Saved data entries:
______
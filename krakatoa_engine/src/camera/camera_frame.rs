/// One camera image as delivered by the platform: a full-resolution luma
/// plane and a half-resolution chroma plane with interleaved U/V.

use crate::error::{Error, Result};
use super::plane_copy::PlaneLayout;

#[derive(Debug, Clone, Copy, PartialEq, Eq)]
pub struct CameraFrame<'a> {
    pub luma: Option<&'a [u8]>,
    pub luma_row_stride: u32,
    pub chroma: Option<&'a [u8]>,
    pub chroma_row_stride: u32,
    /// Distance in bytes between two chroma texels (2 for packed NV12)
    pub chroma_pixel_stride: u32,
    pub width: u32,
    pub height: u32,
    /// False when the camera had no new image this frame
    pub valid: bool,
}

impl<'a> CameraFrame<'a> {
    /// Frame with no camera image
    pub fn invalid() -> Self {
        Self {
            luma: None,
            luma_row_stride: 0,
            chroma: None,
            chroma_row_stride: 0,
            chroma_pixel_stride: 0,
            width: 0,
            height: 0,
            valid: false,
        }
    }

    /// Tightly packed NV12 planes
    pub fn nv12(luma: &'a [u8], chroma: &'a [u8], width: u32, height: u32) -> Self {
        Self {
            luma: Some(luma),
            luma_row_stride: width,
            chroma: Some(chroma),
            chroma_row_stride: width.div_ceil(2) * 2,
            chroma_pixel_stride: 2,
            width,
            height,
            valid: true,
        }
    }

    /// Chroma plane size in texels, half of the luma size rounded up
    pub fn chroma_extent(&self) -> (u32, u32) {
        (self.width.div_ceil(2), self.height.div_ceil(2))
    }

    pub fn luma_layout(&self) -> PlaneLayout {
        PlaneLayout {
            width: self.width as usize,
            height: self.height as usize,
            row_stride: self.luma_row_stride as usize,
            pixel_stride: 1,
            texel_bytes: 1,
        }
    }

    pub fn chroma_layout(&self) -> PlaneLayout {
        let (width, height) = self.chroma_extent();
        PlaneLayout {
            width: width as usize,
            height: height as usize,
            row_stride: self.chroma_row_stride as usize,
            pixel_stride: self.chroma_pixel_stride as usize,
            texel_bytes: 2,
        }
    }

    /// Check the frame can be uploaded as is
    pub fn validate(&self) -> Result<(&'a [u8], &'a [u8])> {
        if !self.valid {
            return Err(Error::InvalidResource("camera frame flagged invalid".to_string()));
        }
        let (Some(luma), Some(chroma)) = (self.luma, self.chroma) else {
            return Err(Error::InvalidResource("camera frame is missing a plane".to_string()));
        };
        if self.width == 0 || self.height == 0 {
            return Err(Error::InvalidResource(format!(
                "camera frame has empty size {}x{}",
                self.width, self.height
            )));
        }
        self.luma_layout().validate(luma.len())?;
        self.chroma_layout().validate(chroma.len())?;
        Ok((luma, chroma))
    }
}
______
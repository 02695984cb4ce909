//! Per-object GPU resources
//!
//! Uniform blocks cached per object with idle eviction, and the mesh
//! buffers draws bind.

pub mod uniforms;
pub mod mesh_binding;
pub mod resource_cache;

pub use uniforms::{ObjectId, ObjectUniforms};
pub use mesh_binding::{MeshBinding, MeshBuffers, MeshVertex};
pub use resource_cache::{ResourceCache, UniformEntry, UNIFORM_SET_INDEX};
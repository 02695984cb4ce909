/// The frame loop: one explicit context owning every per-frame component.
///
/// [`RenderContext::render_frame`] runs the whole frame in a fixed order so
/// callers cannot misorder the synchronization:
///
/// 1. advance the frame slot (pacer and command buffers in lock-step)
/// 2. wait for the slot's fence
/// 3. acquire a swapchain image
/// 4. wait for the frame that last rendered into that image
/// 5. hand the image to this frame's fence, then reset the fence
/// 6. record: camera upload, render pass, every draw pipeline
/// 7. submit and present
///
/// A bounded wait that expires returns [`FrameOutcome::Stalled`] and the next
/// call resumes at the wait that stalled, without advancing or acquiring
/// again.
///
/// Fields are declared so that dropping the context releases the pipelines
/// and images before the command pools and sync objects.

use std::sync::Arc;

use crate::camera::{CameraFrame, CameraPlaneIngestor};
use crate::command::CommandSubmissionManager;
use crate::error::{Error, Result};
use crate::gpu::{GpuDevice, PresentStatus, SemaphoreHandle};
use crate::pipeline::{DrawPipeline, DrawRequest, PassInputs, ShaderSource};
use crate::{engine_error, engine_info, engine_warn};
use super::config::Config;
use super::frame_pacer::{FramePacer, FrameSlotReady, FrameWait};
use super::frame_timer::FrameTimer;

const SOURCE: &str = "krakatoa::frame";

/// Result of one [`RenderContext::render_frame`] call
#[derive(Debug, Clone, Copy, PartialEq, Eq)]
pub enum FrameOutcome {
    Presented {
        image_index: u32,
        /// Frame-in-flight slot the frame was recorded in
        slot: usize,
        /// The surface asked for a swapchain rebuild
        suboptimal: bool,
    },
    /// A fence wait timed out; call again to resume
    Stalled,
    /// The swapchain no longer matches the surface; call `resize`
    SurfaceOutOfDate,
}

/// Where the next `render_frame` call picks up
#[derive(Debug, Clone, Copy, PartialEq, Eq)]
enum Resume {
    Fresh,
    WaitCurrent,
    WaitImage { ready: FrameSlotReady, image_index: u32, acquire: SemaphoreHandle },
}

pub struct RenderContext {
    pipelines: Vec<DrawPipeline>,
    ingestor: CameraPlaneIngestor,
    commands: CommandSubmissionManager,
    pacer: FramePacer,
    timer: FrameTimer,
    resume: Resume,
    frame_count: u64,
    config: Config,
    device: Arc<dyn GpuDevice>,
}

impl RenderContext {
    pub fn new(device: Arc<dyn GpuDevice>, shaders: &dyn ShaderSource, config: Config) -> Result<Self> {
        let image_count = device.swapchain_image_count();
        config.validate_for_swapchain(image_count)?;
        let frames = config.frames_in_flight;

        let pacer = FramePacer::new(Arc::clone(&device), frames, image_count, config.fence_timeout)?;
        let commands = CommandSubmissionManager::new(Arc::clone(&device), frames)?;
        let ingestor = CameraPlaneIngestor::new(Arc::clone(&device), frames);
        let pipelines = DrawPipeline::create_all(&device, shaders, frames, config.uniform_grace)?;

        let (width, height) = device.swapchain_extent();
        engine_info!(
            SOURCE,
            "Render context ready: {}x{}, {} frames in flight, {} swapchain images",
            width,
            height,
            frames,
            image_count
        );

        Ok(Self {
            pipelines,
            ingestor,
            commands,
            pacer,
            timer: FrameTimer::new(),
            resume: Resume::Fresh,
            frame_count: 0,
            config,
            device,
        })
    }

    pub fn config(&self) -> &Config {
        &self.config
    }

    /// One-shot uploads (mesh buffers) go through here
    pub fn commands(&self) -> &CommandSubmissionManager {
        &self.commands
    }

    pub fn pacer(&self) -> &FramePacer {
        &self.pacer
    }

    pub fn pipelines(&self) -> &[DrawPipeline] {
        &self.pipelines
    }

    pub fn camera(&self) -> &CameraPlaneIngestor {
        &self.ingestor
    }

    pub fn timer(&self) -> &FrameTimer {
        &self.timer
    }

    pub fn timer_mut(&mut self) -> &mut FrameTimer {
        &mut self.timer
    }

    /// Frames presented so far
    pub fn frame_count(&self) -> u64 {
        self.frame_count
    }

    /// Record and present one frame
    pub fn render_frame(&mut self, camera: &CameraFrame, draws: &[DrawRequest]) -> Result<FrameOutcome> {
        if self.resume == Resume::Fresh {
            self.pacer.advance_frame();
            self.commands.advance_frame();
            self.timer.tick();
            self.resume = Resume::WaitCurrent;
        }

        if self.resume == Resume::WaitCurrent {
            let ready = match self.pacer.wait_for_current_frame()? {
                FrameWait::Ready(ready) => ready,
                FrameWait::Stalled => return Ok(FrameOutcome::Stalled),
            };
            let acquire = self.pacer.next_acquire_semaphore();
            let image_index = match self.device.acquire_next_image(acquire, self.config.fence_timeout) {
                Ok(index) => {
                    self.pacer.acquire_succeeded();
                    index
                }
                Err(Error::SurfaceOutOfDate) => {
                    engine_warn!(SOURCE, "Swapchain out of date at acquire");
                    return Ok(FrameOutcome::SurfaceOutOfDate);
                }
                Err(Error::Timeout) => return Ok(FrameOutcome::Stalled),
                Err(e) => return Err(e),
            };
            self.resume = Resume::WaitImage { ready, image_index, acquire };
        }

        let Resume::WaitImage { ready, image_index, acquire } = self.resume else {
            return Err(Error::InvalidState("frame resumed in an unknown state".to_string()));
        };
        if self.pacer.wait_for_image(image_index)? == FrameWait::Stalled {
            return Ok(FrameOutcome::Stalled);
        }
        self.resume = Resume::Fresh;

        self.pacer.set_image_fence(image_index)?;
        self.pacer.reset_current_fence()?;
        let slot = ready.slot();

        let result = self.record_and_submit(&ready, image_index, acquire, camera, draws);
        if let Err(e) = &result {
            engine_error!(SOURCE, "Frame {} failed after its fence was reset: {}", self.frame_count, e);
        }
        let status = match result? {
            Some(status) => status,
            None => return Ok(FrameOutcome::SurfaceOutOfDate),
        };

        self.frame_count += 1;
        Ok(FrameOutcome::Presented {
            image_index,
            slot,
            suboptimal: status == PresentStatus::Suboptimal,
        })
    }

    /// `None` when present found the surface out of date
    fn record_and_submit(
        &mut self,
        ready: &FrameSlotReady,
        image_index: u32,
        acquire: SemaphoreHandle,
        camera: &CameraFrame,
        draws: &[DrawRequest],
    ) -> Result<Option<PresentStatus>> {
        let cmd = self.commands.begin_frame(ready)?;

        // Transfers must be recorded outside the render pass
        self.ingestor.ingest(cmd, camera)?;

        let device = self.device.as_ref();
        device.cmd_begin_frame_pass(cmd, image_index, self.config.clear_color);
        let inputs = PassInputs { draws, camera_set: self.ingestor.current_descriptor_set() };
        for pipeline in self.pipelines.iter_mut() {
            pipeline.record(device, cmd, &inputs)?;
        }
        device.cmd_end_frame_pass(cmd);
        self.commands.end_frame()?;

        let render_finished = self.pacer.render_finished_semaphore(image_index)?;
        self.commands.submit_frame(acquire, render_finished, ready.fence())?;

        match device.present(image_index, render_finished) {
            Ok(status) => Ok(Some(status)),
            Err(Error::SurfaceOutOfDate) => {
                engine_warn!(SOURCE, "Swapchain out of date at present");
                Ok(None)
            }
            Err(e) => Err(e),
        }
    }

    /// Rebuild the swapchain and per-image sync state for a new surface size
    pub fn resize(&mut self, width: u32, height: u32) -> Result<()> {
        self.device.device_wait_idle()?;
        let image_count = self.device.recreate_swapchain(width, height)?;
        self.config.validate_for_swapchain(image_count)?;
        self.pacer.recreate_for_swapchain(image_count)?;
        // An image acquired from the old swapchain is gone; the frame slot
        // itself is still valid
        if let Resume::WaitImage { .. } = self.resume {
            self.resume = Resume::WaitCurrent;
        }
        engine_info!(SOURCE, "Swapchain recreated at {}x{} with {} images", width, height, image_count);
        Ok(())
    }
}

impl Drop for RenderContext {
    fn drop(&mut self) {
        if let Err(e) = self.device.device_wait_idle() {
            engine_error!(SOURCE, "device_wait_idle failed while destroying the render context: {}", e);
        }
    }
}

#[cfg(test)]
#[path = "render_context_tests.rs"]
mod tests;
______
Instructions to follow: From the records above, pull every line that has the string "draws" and copy it.

Problem solution:
//! buffers draws bind.
    pub fn render_frame(&mut self, camera: &CameraFrame, draws: &[DrawRequest]) -> Result<FrameOutcome> {
        let result = self.record_and_submit(&ready, image_index, acquire, camera, draws);
        draws: &[DrawRequest],
        let inputs = PassInputs { draws, camera_set: self.ingestor.current_descriptor_set() };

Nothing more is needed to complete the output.